• **Exercise directions**
In the material below, which lines hold the word "concurrency"? Pick each one out.

• **Dataset records**
=== Begin Enclosure ===

//! Per-JID FIFO execution queue with bounded global concurrency (§4.4/§4.4.1).
//!
//! Each JID gets its own worker task draining a dedicated `mpsc` channel strictly
//! FIFO; cross-JID concurrency is bounded by a shared semaphore so idle JIDs hold
//! no permit. The queue also owns bookkeeping for the live container (if any)
//! backing a JID, so the message pipeline can pipe follow-up input into it.

use std::{collections::HashMap, future::Future, pin::Pin, sync::Arc, time::Duration};

use g2_container::ContainerHandle;
use g2_core::domain::Jid;
use tokio::sync::{mpsc, Mutex, Semaphore};

pub type BoxFuture<T> = Pin<Box<dyn Future<Output = T> + Send>>;

/// One unit of work for a JID's worker. Takes the owning queue (so it can
/// register/unregister its live process handle) and the JID it's running for.
pub type WorkFn = Box<dyn FnOnce(Arc<GroupQueue>, Jid) -> BoxFuture<()> + Send>;

struct JidWorker {
    tx: mpsc::UnboundedSender<WorkFn>,
    process: Mutex<Option<Arc<ContainerHandle>>>,
    task: tokio::task::JoinHandle<()>,
}

pub struct GroupQueue {
    workers: Mutex<HashMap<Jid, Arc<JidWorker>>>,
    semaphore: Arc<Semaphore>,
}

impl GroupQueue {
    pub fn new(max_concurrent: usize) -> Arc<Self> {
        Arc::new(Self {
            workers: Mutex::new(HashMap::new()),
            semaphore: Arc::new(Semaphore::new(max_concurrent.max(1))),
        })
    }

    /// Enqueue a work item for `jid`, creating its worker task if this is the
    /// first item ever seen for it.
    pub async fn enqueue(self: &Arc<Self>, jid: Jid, work: WorkFn) {
        let worker = self.worker_for(jid).await;
        let _ = worker.tx.send(work);
    }

    async fn worker_for(self: &Arc<Self>, jid: Jid) -> Arc<JidWorker> {
        let mut workers = self.workers.lock().await;
        if let Some(w) = workers.get(&jid) {
            return w.clone();
        }

        let (tx, mut rx) = mpsc::unbounded_channel::<WorkFn>();
        let queue = self.clone();
        let jid_for_task = jid.clone();
        let task = tokio::spawn(async move {
            while let Some(work) = rx.recv().await {
                let permit = queue.semaphore.clone().acquire_owned().await;
                work(queue.clone(), jid_for_task.clone()).await;
                drop(permit);
            }
        });

        let worker = Arc::new(JidWorker {
            tx,
            process: Mutex::new(None),
            task,
        });
        workers.insert(jid, worker.clone());
        worker
    }

    /// Record the live container backing `jid`, enabling the pipe path.
    pub async fn register_process(&self, jid: &Jid, handle: Arc<ContainerHandle>) {
        let workers = self.workers.lock().await;
        if let Some(worker) = workers.get(jid) {
            *worker.process.lock().await = Some(handle);
        }
    }

    pub async fn unregister_process(&self, jid: &Jid) {
        let workers = self.workers.lock().await;
        if let Some(worker) = workers.get(jid) {
            worker.process.lock().await.take();
        }
    }

    /// Write `text` to the already-running container for `jid`, if any. Returns
    /// `true` if there was a live process to pipe into.
    pub async fn send_message(&self, jid: &Jid, text: &str) -> bool {
        let handle = {
            let workers = self.workers.lock().await;
            let Some(worker) = workers.get(jid) else {
                return false;
            };
            worker.process.lock().await.clone()
        };
        match handle {
            Some(h) => {
                let _ = h.write_line(text).await;
                true
            }
            None => false,
        }
    }

    /// Close stdin on the live container for `jid`, if any (idle-timeout path).
    pub async fn close_stdin(&self, jid: &Jid) {
        let handle = {
            let workers = self.workers.lock().await;
            let Some(worker) = workers.get(jid) else {
                return;
            };
            worker.process.lock().await.clone()
        };
        if let Some(h) = handle {
            h.close_stdin().await;
        }
    }

    pub async fn is_running(&self, jid: &Jid) -> bool {
        let workers = self.workers.lock().await;
        let Some(worker) = workers.get(jid) else {
            return false;
        };
        worker.process.lock().await.is_some()
    }

    /// Close every live stdin, then wait up to `timeout` for running work to
    /// finish before aborting remaining worker tasks.
    pub async fn shutdown(&self, timeout: Duration) {
        let workers = {
            let mut guard = self.workers.lock().await;
            std::mem::take(&mut *guard)
        };

        for worker in workers.values() {
            if let Some(handle) = worker.process.lock().await.as_ref() {
                handle.close_stdin().await;
            }
        }

        let deadline = tokio::time::sleep(timeout);
        tokio::pin!(deadline);
        for worker in workers.values() {
            tokio::select! {
                _ = &mut deadline => break,
                _ = async { while !worker.task.is_finished() { tokio::time::sleep(Duration::from_millis(50)).await; } } => {}
            }
        }
        for worker in workers.values() {
            worker.task.abort();
        }
    }
}

#[cfg(test)]
mod tests {
    use super::*;
    use std::sync::atomic::{AtomicUsize, Ordering};

    #[tokio::test]
    async fn work_items_for_one_jid_run_strictly_in_order() {
        let queue = GroupQueue::new(4);
        let order: Arc<Mutex<Vec<u32>>> = Arc::new(Mutex::new(Vec::new()));
        let jid = Jid("a@x".to_string());

        for i in 0..5u32 {
            let order = order.clone();
            queue
                .enqueue(
                    jid.clone(),
                    Box::new(move |_queue, _jid| {
                        Box::pin(async move {
                            order.lock().await.push(i);
                        })
                    }),
                )
                .await;
        }

        tokio::time::sleep(Duration::from_millis(100)).await;
        assert_eq!(*order.lock().await, vec![0, 1, 2, 3, 4]);
    }

    #[tokio::test]
    async fn cross_jid_work_runs_concurrently_up_to_the_limit() {
        let queue = GroupQueue::new(2);
        let concurrent = Arc::new(AtomicUsize::new(0));
        let max_seen = Arc::new(AtomicUsize::new(0));

        for i in 0..4 {
            let concurrent = concurrent.clone();
            let max_seen = max_seen.clone();
            queue
                .enqueue(
                    Jid(format!("{i}@x")),
                    Box::new(move |_queue, _jid| {
                        Box::pin(async move {
                            let now = concurrent.fetch_add(1, Ordering::SeqCst) + 1;
                            max_seen.fetch_max(now, Ordering::SeqCst);
                            tokio::time::sleep(Duration::from_millis(50)).await;
                            concurrent.fetch_sub(1, Ordering::SeqCst);
                        })
                    }),
                )
                .await;
        }

        tokio::time::sleep(Duration::from_millis(300)).await;
        assert!(max_seen.load(Ordering::SeqCst) <= 2);
    }

    #[tokio::test]
    async fn send_message_returns_false_without_a_registered_process() {
        let queue = GroupQueue::new(1);
        let jid = Jid("a@x".to_string());
        queue
            .enqueue(jid.clone(), Box::new(|_q, _j| Box::pin(async {})))
            .await;
        tokio::time::sleep(Duration::from_millis(20)).await;
        assert!(!queue.send_message(&jid, "hi").await);
    }
}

=== End Enclosure ===

• **Task answer**
//! Per-JID FIFO execution queue with bounded global concurrency (§4.4/§4.4.1).
//! FIFO; cross-JID concurrency is bounded by a shared semaphore so idle JIDs hold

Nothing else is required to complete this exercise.